Pneumovax 23 is used to prevent life-threatening infections by pneumococcal bacteria. The TGA review noted that the adverse events observed were consistent with the known high rates of local reactions which occur more commonly after a repeat dose of Pneumovax 23. The review concluded that the adverse events were not due to a problem with the vaccine manufacturing or handling. The outcomes from the review are available on the TGA website.1
Updated TGA advice about revaccination
The TGA is advising that revaccination with Pneumovax 23 should be undertaken in accordance with the approved PI.
- should not be given routinely to immunocompetent individuals; and
- should be considered for patients at a high risk of serious pneumococcal disease, provided that at least five years have passed since the previous dose of Pneumovax 23.
This advice differs from that in the current Australian Immunisation Handbook,2 which recommends routine revaccination five years after the first dose. The Australian Technical Advisory Group on Immunisation has reviewed the place of Pneumovax 23 in the National Immunisation Program and their updated recommendations have been published at www.immunise.health.gov.au.
Adverse reactions to Pneumovax 23
Pneumovax 23 is known to be associated with a high rate of local injection site reactions, which can result in extensive swelling and pain that can limit the use of the patient's arm. Cellulitis-like reactions and abscesses can also occur, however these are rare.
Further information about possible adverse reactions is available in the Pneumovax 23 PI.3
Advice is specific to Pneumovax 23
This advice does not apply to Prevenar, Prevenar 13 and Synflorix pneumococcal conjugate vaccines.
- Pneumovax 23 - updated revaccination recommendations. TGA; 2011 Dec. www.tga.gov.au/safety/alerts-medicine-pneumovax-111223.htm [cited 2012 Jan 9]
- NHMRC. The Australian Immunisation Handbook. 9th ed. Canberra: Australian Government; 2008.
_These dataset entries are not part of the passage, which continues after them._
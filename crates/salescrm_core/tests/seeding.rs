use std::sync::{Arc, Barrier};
use std::thread;

use salescrm_core::db::{open_db, open_db_in_memory};
use salescrm_core::service::seed_service::{
    backdate_days, initial_activity_description, seed_if_empty_at,
};
use salescrm_core::{
    initialize_and_seed, initialize_and_seed_in_memory, seed_if_empty, ActivityRepository,
    ContactDraft, ContactRepository, ContactService, ContactStatus, RepoError, SeedOutcome,
    SqliteActivityRepository, SqliteContactRepository, SEED_CONTACTS,
};

const DAY_MS: i64 = 24 * 60 * 60 * 1000;

#[test]
fn seeding_twice_yields_fixture_count() {
    let mut conn = open_db_in_memory().unwrap();

    let first = seed_if_empty(&mut conn).unwrap();
    let second = seed_if_empty(&mut conn).unwrap();

    assert_eq!(
        first,
        SeedOutcome::Seeded {
            contacts: SEED_CONTACTS.len()
        }
    );
    assert_eq!(second, SeedOutcome::AlreadySeeded);

    let contacts = SqliteContactRepository::try_new(&conn).unwrap();
    let activities = SqliteActivityRepository::try_new(&conn).unwrap();
    assert_eq!(contacts.count_contacts().unwrap(), 10);
    assert_eq!(activities.count_activities().unwrap(), 10);
}

#[test]
fn seeding_skips_store_with_existing_contact() {
    let mut conn = open_db_in_memory().unwrap();
    {
        let repo = SqliteContactRepository::try_new(&conn).unwrap();
        repo.create_contact(&ContactDraft::new("Solo", "solo@example.com", "Solo Co"))
            .unwrap();
    }

    assert_eq!(
        seed_if_empty(&mut conn).unwrap(),
        SeedOutcome::AlreadySeeded
    );
    let repo = SqliteContactRepository::try_new(&conn).unwrap();
    assert_eq!(repo.count_contacts().unwrap(), 1);
}

#[test]
fn each_seeded_contact_has_one_status_activity() {
    let mut conn = open_db_in_memory().unwrap();
    seed_if_empty(&mut conn).unwrap();

    let contacts = SqliteContactRepository::try_new(&conn).unwrap();
    let activities = SqliteActivityRepository::try_new(&conn).unwrap();
    for contact in contacts.list_contacts_by_created_desc().unwrap() {
        let log = activities.list_activities(contact.id).unwrap();
        assert_eq!(log.len(), 1, "contact {}", contact.id);
        assert_eq!(
            log[0].description,
            initial_activity_description(&contact.status)
        );
        assert_eq!(contact.phone.as_deref(), Some("555-0100"));
        assert!(contact.competitive_intel.is_some());
    }
}

#[test]
fn seeded_timestamps_are_backdated_by_name() {
    let mut conn = open_db_in_memory().unwrap();
    let now_ms = 1_700_000_000_000;
    seed_if_empty_at(&mut conn, now_ms).unwrap();

    let repo = SqliteContactRepository::try_new(&conn).unwrap();
    let listed = repo.list_contacts_by_created_desc().unwrap();
    assert_eq!(listed.len(), SEED_CONTACTS.len());

    for contact in &listed {
        let expected = now_ms - backdate_days(&contact.name) * DAY_MS;
        assert_eq!(contact.created_at, expected, "{}", contact.name);
        assert!(contact.created_at <= now_ms - DAY_MS);
        assert!(contact.created_at >= now_ms - 10 * DAY_MS);
    }
    assert!(listed
        .windows(2)
        .all(|pair| pair[0].created_at > pair[1].created_at
            || (pair[0].created_at == pair[1].created_at && pair[0].id < pair[1].id)));
}

#[test]
fn seeded_board_matches_fixture_statuses() {
    let (conn, outcome) = initialize_and_seed_in_memory().unwrap();
    assert!(matches!(outcome, SeedOutcome::Seeded { contacts: 10 }));

    let service = ContactService::sqlite(&conn).unwrap();
    let board = service.status_board().unwrap();
    for status in ContactStatus::ALL {
        let expected = SEED_CONTACTS
            .iter()
            .filter(|seed| seed.status == status)
            .count();
        assert_eq!(board.column(status).len(), expected, "{status}");
    }
    assert_eq!(board.total(), 10);

    let companies: Vec<_> = service
        .intel_report()
        .unwrap()
        .into_iter()
        .map(|contact| contact.company)
        .collect();
    let mut sorted = companies.clone();
    sorted.sort();
    assert_eq!(companies, sorted);
    assert_eq!(companies[0], "Amazonia");
}

#[test]
fn initialize_and_seed_is_idempotent_across_restarts() {
    let dir = tempfile::tempdir().unwrap();
    let path = dir.path().join("data").join("crm.db");

    let (conn, first) = initialize_and_seed(&path).unwrap();
    assert!(matches!(first, SeedOutcome::Seeded { .. }));
    drop(conn);

    let (conn, second) = initialize_and_seed(&path).unwrap();
    assert_eq!(second, SeedOutcome::AlreadySeeded);
    let repo = SqliteContactRepository::try_new(&conn).unwrap();
    assert_eq!(repo.count_contacts().unwrap(), 10);
}

#[test]
fn racing_first_runs_seed_only_once() {
    let dir = tempfile::tempdir().unwrap();
    let path = dir.path().join("crm.db");

    // Both connections are migrated before the race starts.
    let connections = [open_db(&path).unwrap(), open_db(&path).unwrap()];
    let barrier = Arc::new(Barrier::new(connections.len()));

    let handles: Vec<_> = connections
        .into_iter()
        .map(|mut conn| {
            let barrier = Arc::clone(&barrier);
            thread::spawn(move || {
                barrier.wait();
                seed_if_empty(&mut conn).unwrap()
            })
        })
        .collect();
    let outcomes: Vec<_> = handles
        .into_iter()
        .map(|handle| handle.join().unwrap())
        .collect();

    assert_eq!(
        outcomes
            .iter()
            .filter(|outcome| matches!(outcome, SeedOutcome::Seeded { .. }))
            .count(),
        1
    );
    assert!(outcomes.contains(&SeedOutcome::AlreadySeeded));

    let conn = open_db(&path).unwrap();
    let repo = SqliteContactRepository::try_new(&conn).unwrap();
    assert_eq!(repo.count_contacts().unwrap(), 10);
}

#[test]
fn failed_seed_leaves_store_empty() {
    let mut conn = open_db_in_memory().unwrap();
    conn.execute_batch(
        "CREATE TRIGGER activities_stop_after_five BEFORE INSERT ON activities
         WHEN (SELECT COUNT(*) FROM activities) >= 5
         BEGIN
             SELECT RAISE(ABORT, 'activity insert blocked');
         END;",
    )
    .unwrap();

    let err = seed_if_empty(&mut conn).unwrap_err();
    assert!(matches!(err, RepoError::Db(_)));

    let contacts = SqliteContactRepository::try_new(&conn).unwrap();
    let activities = SqliteActivityRepository::try_new(&conn).unwrap();
    assert_eq!(contacts.count_contacts().unwrap(), 0);
    assert_eq!(activities.count_activities().unwrap(), 0);

    conn.execute_batch("DROP TRIGGER activities_stop_after_five;")
        .unwrap();
    assert_eq!(
        seed_if_empty(&mut conn).unwrap(),
        SeedOutcome::Seeded {
            contacts: SEED_CONTACTS.len()
        }
    );
}
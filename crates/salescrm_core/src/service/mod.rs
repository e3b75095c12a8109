//! Core use-case services.
//!
//! # Responsibility
//! - Orchestrate repository calls into use-case level APIs.
//! - Keep presentation layers decoupled from storage details.

pub mod contact_service;
pub mod seed_service;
- Pneumovax 23 Product Information. Merck Sharp & Dohme (Australia) Pty Limited. 2011 Aug.
The inherent dangers of purchasing unregistered products via the internet have been highlighted recently with a series of serious adverse events, including disfigurement and death, reported to the TGA.
Since 1 July 2011 the TGA has published nine safety alerts related to herbal products bought over the internet and which laboratory tests have found to contain prescription medicines. The most common herbal products reported are for slimming or weight loss and erectile dysfunction.
Herbal slimming products
Tests of herbal slimming and weight loss products purchased over the internet by the TGA Laboratories have shown varying amounts of the anorectics sibutramine and fenfluramine, and the laxative phenolphthalein. All of these products have been withdrawn from the Australian market for safety reasons, including increased risk of cardiac events and stroke (sibutramine in 2010), reports of valvular heart disease and pulmonary hypertension (fenfluramine in 1997) and concerns regarding carcinogenicity (phenolphthalein).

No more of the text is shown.